Infine, questi ragionamenti vanno inseriti all’interno di un contesto più generale. L’Italia da trent’anni è uno dei paesi al mondo con la più bassa fecondità, in compagnia degli altri paesi dell’Europa del Sud e dei paesi ricchi dell’Estremo Oriente. Nessuno degli svariati governi che si sono succeduti in tutti questi paesi è riuscito a invertire questo trend, poco influenzato, peraltro, dai cicli economici e dai cambiamenti di costume. Ciò accade mentre in altri paesi ricchi, le coppie hanno effettivamente il numero di figli che desiderano. Evidentemente, c’è qualcosa di profondo che frena gli italiani, gli spagnoli, i portoghesi, i greci, i giapponesi, i cinesi delle aree urbane, i coreani a realizzare le loro aspettative di fecondità, e che non spinge i loro governi a mettere in atto consistenti misure pro-family. Alcuni demografi hanno suggerito che il problema sta nella grande forza dei legami fra genitori e figli: in questi paesi i genitori riverserebbero nei figli altissime aspettative e grandissime risorse psicologiche e materiali. In questi ricchi paesi a legami familiari forti, la ricerca del figlio di “alta qualità” impedirebbe di averne più di uno o due, mentre la pubblica opinione considererebbe i figli una faccenda privata, piuttosto che qualcosa di interesse pubblico (per approfondire si veda il libro che ho recentemente scritto con Maria Castiglioni: La famiglia è in crisi. Falso!, edizioni Laterza 2017).

Del resto, anche nella recente campagna elettorale italiana la questione degli aiuti alle famigli con figli non ha occupato il centro del dibattito pubblico: si è preferito parlare di pensioni, reddito di cittadinanza e flat tax. Tutte cose che con i figli c’entrano poco. Quindi, anche se l’Italia realizzasse una fiscalità realmente di vantaggio per le famiglie con figli e servizi utili per conciliare il lavoro di cura con quello per il mercato, non ci sarebbe garanzia di un automatico incremento delle nascite. Le coppie potrebbero utilizzare queste maggiori risorse non per avere un figlio in più, ma per innalzare la “qualità” dei figli già nati (o dell’unico figlio già nato). Nel progettare e attuare queste politiche si dovrebbe tener conto anche di questo rischio di contesto.
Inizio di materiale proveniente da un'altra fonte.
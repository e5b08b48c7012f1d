mod connection;
mod decoder;
mod encoder;
mod options;
mod utils;

pub mod commands;

pub use commands::{GoParams, Info, Score, UciInput, UciOutput};
pub use connection::UciConnection;
pub use decoder::Decoder;
pub use encoder::Encoder;
pub use options::{UciOption, UciOptionType};
pub use utils::{move_to_uci, moves_to_uci, parse_moves};

/// Null move in UCI format, used when no legal move exists (e.g., checkmate).
/// UCI expects this as the bestmove when the position has no legal moves.
pub const NULL_MOVE: &str = "0000";
use evaluation::EvaluationError;
use thiserror::Error;

#[derive(Debug, Error)]
pub enum SelectionError {
    #[error("no legal moves to choose from")]
    NoLegalMoves,

    #[error("evaluation unavailable: {0}")]
    EvaluationUnavailable(#[source] EvaluationError),

    #[error("time budget too small to evaluate every candidate")]
    TimeBudgetExhausted,
}

impl From<EvaluationError> for SelectionError {
    fn from(error: EvaluationError) -> Self {
        match error {
            EvaluationError::ZeroSlice => SelectionError::TimeBudgetExhausted,
            other => SelectionError::EvaluationUnavailable(other),
        }
    }
}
Tuttavia, vale lo stesso la pena di provare a combattere la denatalità. Infatti, come già detto, vi sono segnali che anche da noi le coppie rispondano a condizioni più favorevoli, trovando il coraggio di mettere al mondo qualche figlio in più. Inoltre, tutte le misure qui illustrate vanno in direzione di ridurre sperequazioni e privilegi. In un paese disuguale come l’Italia, non sarebbe cosa da poco.